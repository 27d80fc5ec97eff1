use serde::{Deserialize, Serialize};
use std::collections::HashMap;
use std::fmt;
use uuid::Uuid;

pub const SEAT_COUNT: usize = 9;

/// ---- Game variants ----
#[derive(Debug, Clone, Copy, Serialize, Deserialize, PartialEq, Eq)]
pub enum Variant {
    Holdem,
    Omaha,
}

impl Variant {
    /// Number of hole cards dealt to each participant.
    pub fn hole_cards(self) -> usize {
        match self {
            Variant::Holdem => 2,
            Variant::Omaha => 4,
        }
    }
}

impl Default for Variant {
    fn default() -> Self {
        Variant::Holdem
    }
}

impl fmt::Display for Variant {
    fn fmt(&self, f: &mut fmt::Formatter<'_>) -> fmt::Result {
        match self {
            Variant::Holdem => write!(f, "Texas Hold'em"),
            Variant::Omaha => write!(f, "Omaha"),
        }
    }
}

#[derive(Debug, Clone, Copy, Serialize, Deserialize, PartialEq, Eq)]
pub enum RoomState {
    Idle,
    DealLocked,
    Hand,
}

#[derive(Debug, Clone, Copy, Serialize, Deserialize, PartialEq, Eq, Hash)]
pub enum Street {
    Preflop,
    Flop,
    Turn,
    River,
}

#[derive(Debug, Clone, Copy, Serialize, Deserialize, PartialEq, Eq)]
pub enum HandStatus {
    Locked,
    Dealing,
    Preflop,
    Flop,
    Turn,
    River,
}

impl HandStatus {
    pub fn street(self) -> Option<Street> {
        match self {
            HandStatus::Preflop => Some(Street::Preflop),
            HandStatus::Flop => Some(Street::Flop),
            HandStatus::Turn => Some(Street::Turn),
            HandStatus::River => Some(Street::River),
            _ => None,
        }
    }
}

#[derive(Debug, Clone, Serialize, Deserialize, PartialEq, Eq)]
pub struct RoomConfig {
    pub min_buy_in: u64,
    pub max_buy_in: u64,
    pub sb: u64,
    pub bb: u64,
    pub starting_stack: u64,
}

impl Default for RoomConfig {
    fn default() -> Self {
        RoomConfig {
            min_buy_in: 500,
            max_buy_in: 20_000,
            sb: 25,
            bb: 50,
            starting_stack: 10_000,
        }
    }
}

#[derive(Debug, Clone, Serialize, Deserialize)]
pub struct PlayerState {
    pub display_name: String,
    pub seat: Option<usize>,
    pub active: bool,
    /// Milliseconds since the epoch, refreshed by heartbeats.
    pub last_seen: i64,
    pub joined_at: i64,
    pub variant_pref: Option<Variant>,
    /// Chips bought in at the table; wallet balance lives outside the room.
    pub stack: u64,
}

#[derive(Debug, Clone, Serialize, Deserialize)]
pub struct VariantLock {
    pub value: Variant,
    pub dealer_pid: Uuid,
    pub locked_at: i64,
}

#[derive(Debug, Clone, Serialize, Deserialize)]
pub struct EvictionLock {
    pub by: Uuid,
    pub at: i64,
}

#[derive(Debug, Clone, Serialize, Deserialize)]
pub struct TurnState {
    pub street: Street,
    /// Fixed player list for the street; the pointer walks this.
    pub order: Vec<Uuid>,
    pub index: usize,
    pub round_complete: bool,
    /// Pointer value at which action closes if nobody re-opens it.
    pub until_pid: Option<Uuid>,
    /// Monotonic; rejects stale turn writes.
    pub version: u32,
}

#[derive(Debug, Clone, Serialize, Deserialize)]
pub struct BettingState {
    pub street: Street,
    pub pot: u64,
    pub current_bet: u64,
    pub last_raise_size: u64,
    pub min_raise_to: u64,
    /// Chips committed on the current street.
    pub committed: HashMap<Uuid, u64>,
    pub stacks: HashMap<Uuid, u64>,
    /// Cumulative contribution across all streets; side pots read this
    /// verbatim.
    pub contrib: HashMap<Uuid, u64>,
    pub live: HashMap<Uuid, bool>,
    pub all_in: HashMap<Uuid, bool>,
    pub round_closed: bool,
    pub sb_pid: Option<Uuid>,
    pub bb_pid: Option<Uuid>,
}

impl BettingState {
    pub fn live_count(&self) -> usize {
        self.live.values().filter(|&&v| v).count()
    }

    pub fn is_live(&self, pid: &Uuid) -> bool {
        self.live.get(pid).copied().unwrap_or(false)
    }

    pub fn is_all_in(&self, pid: &Uuid) -> bool {
        self.all_in.get(pid).copied().unwrap_or(false)
    }

    /// Canonical round-closure rule: every live, non-all-in player's
    /// committed equals the current bet, or at most one live player remains.
    pub fn is_round_closed(&self) -> bool {
        let actionable = self
            .live
            .iter()
            .filter(|(pid, &l)| l && !self.is_all_in(pid))
            .count();
        if self.live_count() <= 1 || actionable == 0 {
            return true;
        }
        self.live.iter().all(|(pid, &l)| {
            !l || self.is_all_in(pid)
                || self.committed.get(pid).copied().unwrap_or(0) == self.current_bet
        })
    }

    /// True when every player still in the hand is all-in, which also ends
    /// the action for the street.
    pub fn all_live_all_in(&self) -> bool {
        self.live
            .iter()
            .filter(|(_, &l)| l)
            .all(|(pid, _)| self.is_all_in(pid))
    }
}

#[derive(Debug, Clone, Serialize, Deserialize, PartialEq, Eq)]
pub struct PotWinner {
    pub pid: Uuid,
    pub share: u64,
}

#[derive(Debug, Clone, Serialize, Deserialize, PartialEq, Eq)]
pub struct ResolvedPot {
    pub amount: u64,
    pub winners: Vec<PotWinner>,
    pub eligible: usize,
    pub tie: bool,
}

#[derive(Debug, Clone, Copy, Serialize, Deserialize, PartialEq, Eq)]
#[serde(rename_all = "camelCase")]
pub enum SettleReason {
    Showdown,
    EveryoneFolded,
}

#[derive(Debug, Clone, Serialize, Deserialize, PartialEq, Eq)]
pub enum HandResult {
    /// Fold-award marker: the hand ended before showdown and awaits payout.
    Pending { reason: SettleReason },
    Settled {
        hand_id: String,
        pots: Vec<ResolvedPot>,
        payout: HashMap<Uuid, u64>,
        rank_labels: HashMap<Uuid, String>,
        reason: SettleReason,
        paid_at: i64,
    },
}

#[derive(Debug, Clone, Serialize, Deserialize, PartialEq, Eq)]
pub struct LastResult {
    pub id: String,
    pub board: Vec<u8>,
    pub variant: Variant,
    pub dealer_seat: usize,
    pub result: HandResult,
}

#[derive(Debug, Clone, Serialize, Deserialize)]
pub struct Hand {
    pub id: String,
    pub status: HandStatus,
    pub variant: Variant,
    pub dealer_seat: usize,
    pub dealer_pid: Uuid,
    pub locked_by: Uuid,
    pub locked_at: i64,
    pub lock_ttl_ms: i64,
    pub hole_count: usize,
    /// Clockwise from the dealer's left, fixed at deal time.
    pub participants: Vec<Uuid>,
    pub board: Vec<u8>,
    pub turn: Option<TurnState>,
    pub betting: Option<BettingState>,
    pub result: Option<HandResult>,
}

impl Hand {
    pub fn lock_expired(&self, now_ms: i64) -> bool {
        now_ms - self.locked_at > self.lock_ttl_ms
    }
}

/// The single authoritative room document. Every mutation is an
/// all-or-nothing conditional transaction over one of these.
#[derive(Debug, Clone, Serialize, Deserialize)]
pub struct Room {
    pub code: String,
    pub state: RoomState,
    pub seats: Vec<Option<Uuid>>,
    pub players: HashMap<Uuid, PlayerState>,
    pub dealer_seat: Option<usize>,
    pub next_variant: Option<VariantLock>,
    pub hand: Option<Hand>,
    pub last_result: Option<LastResult>,
    pub config: RoomConfig,
    pub eviction_lock: Option<EvictionLock>,
}

impl Room {
    pub fn new(code: impl Into<String>) -> Self {
        Room {
            code: code.into(),
            state: RoomState::Idle,
            seats: vec![None; SEAT_COUNT],
            players: HashMap::new(),
            dealer_seat: None,
            next_variant: None,
            hand: None,
            last_result: None,
            config: RoomConfig::default(),
            eviction_lock: None,
        }
    }

    pub fn seat_of(&self, pid: &Uuid) -> Option<usize> {
        self.players.get(pid).and_then(|p| p.seat)
    }

    pub fn seated_count(&self) -> usize {
        self.seats.iter().filter(|s| s.is_some()).count()
    }
}

/// Per-player private hole cards, written once at deal time.
#[derive(Debug, Clone, Serialize, Deserialize, PartialEq, Eq)]
pub struct PrivateHandRecord {
    pub hand_id: String,
    pub variant: Variant,
    pub cards: Vec<u8>,
    pub created_at: i64,
}

#[derive(Debug, Clone, Copy, Serialize, Deserialize, PartialEq, Eq)]
#[serde(rename_all = "lowercase")]
pub enum ActionKind {
    Fold,
    Check,
    Call,
    Bet,
    Raise,
}

/// Append-only action audit row; informational, never read back by the
/// engine.
#[derive(Debug, Clone, Serialize, Deserialize, PartialEq, Eq)]
pub struct ActionRecord {
    pub pid: Uuid,
    pub street: Street,
    pub kind: ActionKind,
    #[serde(skip_serializing_if = "Option::is_none")]
    pub amount: Option<u64>,
    #[serde(skip_serializing_if = "Option::is_none")]
    pub to: Option<u64>,
    #[serde(skip_serializing_if = "Option::is_none")]
    pub delta: Option<u64>,
    pub ts: i64,
}
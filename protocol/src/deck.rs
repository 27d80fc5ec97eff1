use crate::cards::DECK_SIZE;
use uuid::Uuid;

/// Deterministic seeded shuffle.
///
/// The whole table agrees on the deck for a hand without a trusted dealer:
/// every party recomputes `shuffled_deck("{room_code}:{hand_id}")` locally.
/// The seed hash is a 32-bit FNV-1a accumulator and the PRNG a 32-bit
/// xorshift (shifts 13/17/5); both are frozen wire contracts, so identical
/// input always reproduces a byte-identical permutation across
/// implementations.
pub fn seed_from_string(s: &str) -> u32 {
    let mut h: u32 = 2166136261;
    for b in s.bytes() {
        h ^= b as u32;
        h = h.wrapping_mul(16777619);
    }
    h
}

struct Xorshift32 {
    x: u32,
}

impl Xorshift32 {
    fn new(seed: u32) -> Self {
        Xorshift32 { x: seed }
    }

    /// Uniform in [0, 1), 32 bits of state.
    fn next_f64(&mut self) -> f64 {
        self.x ^= self.x << 13;
        self.x ^= self.x >> 17;
        self.x ^= self.x << 5;
        self.x as f64 / 4294967296.0
    }
}

/// Fisher-Yates over the 52 card indices, driven by the seeded PRNG.
pub fn shuffled_deck(seed: &str) -> Vec<u8> {
    let mut rng = Xorshift32::new(seed_from_string(seed));
    let mut deck: Vec<u8> = (1..=DECK_SIZE as u8).collect();
    for i in (1..DECK_SIZE).rev() {
        let j = (rng.next_f64() * (i as f64 + 1.0)) as usize;
        deck.swap(i, j);
    }
    deck
}

pub fn deck_seed(room_code: &str, hand_id: &str) -> String {
    format!("{}:{}", room_code, hand_id)
}

/// Clockwise dealing order starting left of the dealer, restricted to hand
/// participants. Seats without a participant are skipped.
pub fn deal_order(
    dealer_seat: usize,
    seats: &[Option<Uuid>],
    participants: &[Uuid],
) -> Vec<Uuid> {
    let n = seats.len();
    let mut order = Vec::with_capacity(participants.len());
    for k in 1..=n {
        let idx = (dealer_seat + k) % n;
        if let Some(pid) = seats[idx] {
            if participants.contains(&pid) && !order.contains(&pid) {
                order.push(pid);
            }
        }
    }
    order
}

/// Round-robin hole cards from the top of the deck: one card per participant
/// per round, `hole_count` rounds, starting left of the dealer.
pub fn hole_cards(deck: &[u8], order: &[Uuid], hole_count: usize) -> Vec<(Uuid, Vec<u8>)> {
    let mut dealt: Vec<(Uuid, Vec<u8>)> =
        order.iter().map(|pid| (*pid, Vec::with_capacity(hole_count))).collect();
    let mut ptr = 0usize;
    for _ in 0..hole_count {
        for slot in dealt.iter_mut() {
            slot.1.push(deck[ptr]);
            ptr += 1;
        }
    }
    dealt
}

/// The community tranches that follow the hole cards: burn, three-card flop,
/// burn, turn, burn, river.
pub struct BoardTranches {
    pub flop: [u8; 3],
    pub turn: u8,
    pub river: u8,
}

pub fn board_tranches(deck: &[u8], n_participants: usize, hole_count: usize) -> BoardTranches {
    let mut cp = n_participants * hole_count;
    cp += 1; // burn
    let flop = [deck[cp], deck[cp + 1], deck[cp + 2]];
    cp += 3;
    cp += 1; // burn
    let turn = deck[cp];
    cp += 1;
    cp += 1; // burn
    let river = deck[cp];
    BoardTranches { flop, turn, river }
}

*-*-*

■ YOUR GOAL ■
Nothing but a number should be returned: how many lines of the listing include "committed".

■ EXERCISE OUTPUT ■
4